Research from, local newspaper archives, first-hand witness accounts, and more have revealed a number of unexplained phenomena in Gallia County, Ohio. Below you will find a collection of stories dating back to the late 1800s. 

Was “Bigfoot” born in Gallia County?  A perusal of several websites dedicated to the pursuit of “Bigfoot” in Ohio usually begin their research with a January 1869 report that appeared in a Mankato, Minn., newspaper about “Bigfoot” coming near the Old French City.

            “Gallipolis is excited over a wild man, who is reported to haunt the woods near that city.  He goes naked, is covered with hair, is gigantic in height, and ‘his eyes start from their sockets.’  A carriage containing a man and daughter was attacked by him a few days ago.  He is said to have bounded at the father, catching him in a grip like that of a vise, hurling him to the earth, falling on him and endeavoring to bite and to scratch like a wild animal.

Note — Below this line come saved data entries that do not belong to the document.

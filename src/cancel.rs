//! Cooperative cancellation checked between decomposition levels.

use core::sync::atomic::{AtomicBool, Ordering};

/// A source of cancellation requests.
///
/// Transforms poll this before each level; a level that has started always
/// runs to completion.
pub trait Cancel {
    fn is_cancelled(&self) -> bool;
}

/// Never requests cancellation.
#[derive(Debug, Clone, Copy, Default)]
pub struct NeverCancel;

impl Cancel for NeverCancel {
    #[inline]
    fn is_cancelled(&self) -> bool {
        false
    }
}

impl Cancel for AtomicBool {
    #[inline]
    fn is_cancelled(&self) -> bool {
        self.load(Ordering::Relaxed)
    }
}

impl<C: Cancel + ?Sized> Cancel for &C {
    #[inline]
    fn is_cancelled(&self) -> bool {
        (**self).is_cancelled()
    }
}
use crate::models::Event;
use chrono::NaiveDateTime;

/// Marks every incomplete event due strictly before `now` as completed.
///
/// Returns the adjusted list, in the original order, and the ids that were
/// flipped so the caller can persist them.
pub fn reconcile(mut events: Vec<Event>, now: NaiveDateTime) -> (Vec<Event>, Vec<i64>) {
    let mut flipped = Vec::new();
    for event in events.iter_mut() {
        if event.is_past_due(now) {
            event.completed = true;
            flipped.push(event.id);
        }
    }
    (events, flipped)
}
use crate::errors::{AppError, AppResult};
use crate::models::{
    format_time_of_day, parse_date, parse_time_of_day, CreateEvent, Event, Priority, UpdateEvent,
    DATE_FORMAT,
};
use chrono::{DateTime, NaiveDate, Utc};
use rusqlite::{params, Connection, OptionalExtension};
use std::fs;
use std::future::Future;
use std::path::{Path, PathBuf};
use std::pin::Pin;
use std::sync::Mutex;

const SCHEMA_SQL: &str = include_str!("schema.sql");
const EVENT_COLUMNS: &str =
    "id, title, description, date, time, priority, completed, created_at, updated_at";

pub type StoreFuture<'a, T> = Pin<Box<dyn Future<Output = AppResult<T>> + Send + 'a>>;

/// Durable keyed storage for events with lookups by date and priority.
///
/// List operations return events ordered by `(date, time)` ascending.
/// `update` is a no-op, leaving `updated_at` untouched, when no field differs
/// from the stored value.
pub trait RecordStore: Send + Sync {
    fn init(&self) -> StoreFuture<'_, ()>;
    fn insert(&self, event: CreateEvent) -> StoreFuture<'_, i64>;
    fn get(&self, id: i64) -> StoreFuture<'_, Option<Event>>;
    fn get_all(&self) -> StoreFuture<'_, Vec<Event>>;
    fn get_by_date(&self, date: NaiveDate) -> StoreFuture<'_, Vec<Event>>;
    fn get_by_priority(&self, priority: Priority) -> StoreFuture<'_, Vec<Event>>;
    fn update(&self, id: i64, changes: UpdateEvent) -> StoreFuture<'_, ()>;
    fn delete(&self, id: i64) -> StoreFuture<'_, ()>;
}

#[derive(Debug, Clone, PartialEq, Eq)]
enum DatabaseLocation {
    File(PathBuf),
    Memory,
}

#[derive(Debug)]
pub struct SqliteRecordStore {
    location: DatabaseLocation,
    conn: Mutex<Option<Connection>>,
}

impl SqliteRecordStore {
    pub fn new(path: &Path) -> Self {
        Self {
            location: DatabaseLocation::File(path.to_path_buf()),
            conn: Mutex::new(None),
        }
    }

    pub fn in_memory() -> Self {
        Self {
            location: DatabaseLocation::Memory,
            conn: Mutex::new(None),
        }
    }

    /// Opens the connection and applies the schema. Calling it again once
    /// open is a no-op.
    pub fn open(&self) -> AppResult<()> {
        let mut guard = self
            .conn
            .lock()
            .map_err(|_| AppError::Internal("database mutex poisoned".to_string()))?;
        if guard.is_some() {
            return Ok(());
        }

        let conn = match &self.location {
            DatabaseLocation::File(path) => {
                if let Some(parent) = path.parent() {
                    if !parent.as_os_str().is_empty() {
                        fs::create_dir_all(parent)
                            .map_err(|err| AppError::StorageUnavailable(err.to_string()))?;
                    }
                }
                Connection::open(path)
            }
            DatabaseLocation::Memory => Connection::open_in_memory(),
        }
        .map_err(|err| AppError::StorageUnavailable(err.to_string()))?;
        conn.execute_batch(SCHEMA_SQL)
            .map_err(|err| AppError::StorageUnavailable(err.to_string()))?;

        *guard = Some(conn);
        Ok(())
    }

    fn with_conn<T>(&self, f: impl FnOnce(&Connection) -> AppResult<T>) -> AppResult<T> {
        let guard = self
            .conn
            .lock()
            .map_err(|_| AppError::Internal("database mutex poisoned".to_string()))?;
        let conn = guard.as_ref().ok_or_else(|| {
            AppError::StorageUnavailable("record store has not been initialized".to_string())
        })?;
        f(conn)
    }

    pub fn insert_event(&self, payload: &CreateEvent) -> AppResult<i64> {
        payload.validate()?;
        let now = Utc::now();
        self.with_conn(|conn| {
            conn.execute(
                "INSERT INTO events (title, description, date, time, priority, completed, created_at, updated_at)
                 VALUES (?1, ?2, ?3, ?4, ?5, 0, ?6, NULL)",
                params![
                    payload.title.trim(),
                    payload.description,
                    payload.date.format(DATE_FORMAT).to_string(),
                    format_time_of_day(payload.time),
                    payload.priority.as_i64(),
                    now.to_rfc3339(),
                ],
            )?;
            Ok(conn.last_insert_rowid())
        })
    }

    pub fn get_event(&self, id: i64) -> AppResult<Option<Event>> {
        self.with_conn(|conn| load_event(conn, id))
    }

    pub fn list_events(&self) -> AppResult<Vec<Event>> {
        self.with_conn(|conn| {
            query_events(
                conn,
                &format!("SELECT {EVENT_COLUMNS} FROM events ORDER BY date ASC, time ASC, id ASC"),
                [],
            )
        })
    }

    pub fn list_events_by_date(&self, date: NaiveDate) -> AppResult<Vec<Event>> {
        self.with_conn(|conn| {
            query_events(
                conn,
                &format!("SELECT {EVENT_COLUMNS} FROM events WHERE date = ?1 ORDER BY time ASC, id ASC"),
                [date.format(DATE_FORMAT).to_string()],
            )
        })
    }

    pub fn list_events_by_priority(&self, priority: Priority) -> AppResult<Vec<Event>> {
        self.with_conn(|conn| {
            query_events(
                conn,
                &format!(
                    "SELECT {EVENT_COLUMNS} FROM events WHERE priority = ?1 ORDER BY date ASC, time ASC, id ASC"
                ),
                [priority.as_i64()],
            )
        })
    }

    pub fn update_event(&self, id: i64, changes: &UpdateEvent) -> AppResult<()> {
        changes.validate()?;
        self.with_conn(|conn| {
            let Some(mut event) = load_event(conn, id)? else {
                return Err(AppError::NotFound(format!("event {} not found", id)));
            };
            if !changes.apply_to(&mut event) {
                return Ok(());
            }

            conn.execute(
                "UPDATE events
                 SET title = ?1, description = ?2, date = ?3, time = ?4, priority = ?5,
                     completed = ?6, updated_at = ?7
                 WHERE id = ?8",
                params![
                    event.title,
                    event.description,
                    event.date.format(DATE_FORMAT).to_string(),
                    format_time_of_day(event.time),
                    event.priority.as_i64(),
                    event.completed,
                    Utc::now().to_rfc3339(),
                    id,
                ],
            )?;
            Ok(())
        })
    }

    pub fn delete_event(&self, id: i64) -> AppResult<()> {
        self.with_conn(|conn| {
            let removed = conn.execute("DELETE FROM events WHERE id = ?1", [id])?;
            if removed == 0 {
                return Err(AppError::NotFound(format!("event {} not found", id)));
            }
            Ok(())
        })
    }
}

impl RecordStore for SqliteRecordStore {
    fn init(&self) -> StoreFuture<'_, ()> {
        Box::pin(async move { self.open() })
    }

    fn insert(&self, event: CreateEvent) -> StoreFuture<'_, i64> {
        Box::pin(async move { self.insert_event(&event) })
    }

    fn get(&self, id: i64) -> StoreFuture<'_, Option<Event>> {
        Box::pin(async move { self.get_event(id) })
    }

    fn get_all(&self) -> StoreFuture<'_, Vec<Event>> {
        Box::pin(async move { self.list_events() })
    }

    fn get_by_date(&self, date: NaiveDate) -> StoreFuture<'_, Vec<Event>> {
        Box::pin(async move { self.list_events_by_date(date) })
    }

    fn get_by_priority(&self, priority: Priority) -> StoreFuture<'_, Vec<Event>> {
        Box::pin(async move { self.list_events_by_priority(priority) })
    }

    fn update(&self, id: i64, changes: UpdateEvent) -> StoreFuture<'_, ()> {
        Box::pin(async move { self.update_event(id, &changes) })
    }

    fn delete(&self, id: i64) -> StoreFuture<'_, ()> {
        Box::pin(async move { self.delete_event(id) })
    }
}

fn load_event(conn: &Connection, id: i64) -> AppResult<Option<Event>> {
    let event = conn
        .query_row(
            &format!("SELECT {EVENT_COLUMNS} FROM events WHERE id = ?1"),
            [id],
            map_event_row,
        )
        .optional()?;
    Ok(event)
}

fn query_events<P: rusqlite::Params>(conn: &Connection, sql: &str, params: P) -> AppResult<Vec<Event>> {
    let mut stmt = conn.prepare(sql)?;
    let rows = stmt.query_map(params, map_event_row)?;
    let mut events = Vec::new();
    for row in rows {
        events.push(row?);
    }
    Ok(events)
}

fn map_event_row(row: &rusqlite::Row<'_>) -> rusqlite::Result<Event> {
    let priority: i64 = row.get(5)?;
    let updated_at: Option<String> = row.get(8)?;
    Ok(Event {
        id: row.get(0)?,
        title: row.get(1)?,
        description: row.get(2)?,
        date: parse_date(&row.get::<_, String>(3)?).map_err(|err| conversion_error(3, err))?,
        time: parse_time_of_day(&row.get::<_, String>(4)?).map_err(|err| conversion_error(4, err))?,
        priority: Priority::try_from(priority).map_err(|err| conversion_error(5, err))?,
        completed: row.get(6)?,
        created_at: parse_timestamp(&row.get::<_, String>(7)?, 7)?,
        updated_at: updated_at.map(|raw| parse_timestamp(&raw, 8)).transpose()?,
    })
}

fn parse_timestamp(raw: &str, column: usize) -> rusqlite::Result<DateTime<Utc>> {
    DateTime::parse_from_rfc3339(raw)
        .map(|dt| dt.with_timezone(&Utc))
        .map_err(|error| conversion_error(column, error))
}

fn conversion_error(column: usize, error: impl ToString) -> rusqlite::Error {
    rusqlite::Error::FromSqlConversionFailure(
        column,
        rusqlite::types::Type::Text,
        Box::new(std::io::Error::new(std::io::ErrorKind::InvalidData, error.to_string())),
    )
}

            “The struggle was long and fearful, rolling and wallowing in the deep mud, half suffocated, sometimes beneath his adversary, whose burning and maniac eyes glared into his own with murderous and savage intensity.  Just as he was about to become exhausted from his exertions, his daughter, taking courage at the imminent danger of her parent, snatched a rock and hurling it at the head of her father’s would-be murderer, was fortunate enough to put an end to the struggle by striking him somewhere about the ear.  The creature was not stunned, but feeling unequal to further exertion, slowly got up and retired into the neighboring copse that skirted the road.”

            The next major “Bigfoot” sighting in Gallia County was in 1912.  According to the Bigfoot Casebook by Bord:  “It was the year 1912 in Gallipolis, Ohio.  On that day, ‘Mr. Jim’ and his mother noticed a strange dark cloud hovering over them.  When they took a path through the woods, it followed them.  Around 50 feet down the trail, the elder mother took the lead.  The story got stranger from there.  They soon realized that a ‘monster’ was pacing them.  It kept to the right of Mr. Jim, parallel to the path on which they traveled.  The mother screamed, ‘Let’s go!’  The creature began turning to its left as its gaze fell directly on Mr. Jim.  ‘It made some sort of noise, like growling or maybe a barking sound.’  It has been noted that the creature’s body was partially hidden by the terrain as it continued to follow them.  They walked another hundred yards when ‘both creature and cloud disappeared.’  The eyewitnesses described the creature’s shoulders as ‘monstrously wide.’  They estimated that its shoulders were twice the width of a man’s.  It had a ‘bulky head and appeared to have no neck.’”

            There were also sightings on “Bigfoot” in Old Gallia as recent as 1972.  It was in 1999 that there was a lot of interest in “Bigfoot” in southern Ohio when Dallas Gilbert reported seeing the creature nine times in the Shawnee Forest near Portsmouth.  Gilbert’s hunting partner, Wayne Burton, first saw “Bigfoot” in 1978.  In early 1998, there were a number of “Bigfoot” sightings in Adams County, Ohio.  Several sightings in northeast Ohio have been recorded in the last seven years as well.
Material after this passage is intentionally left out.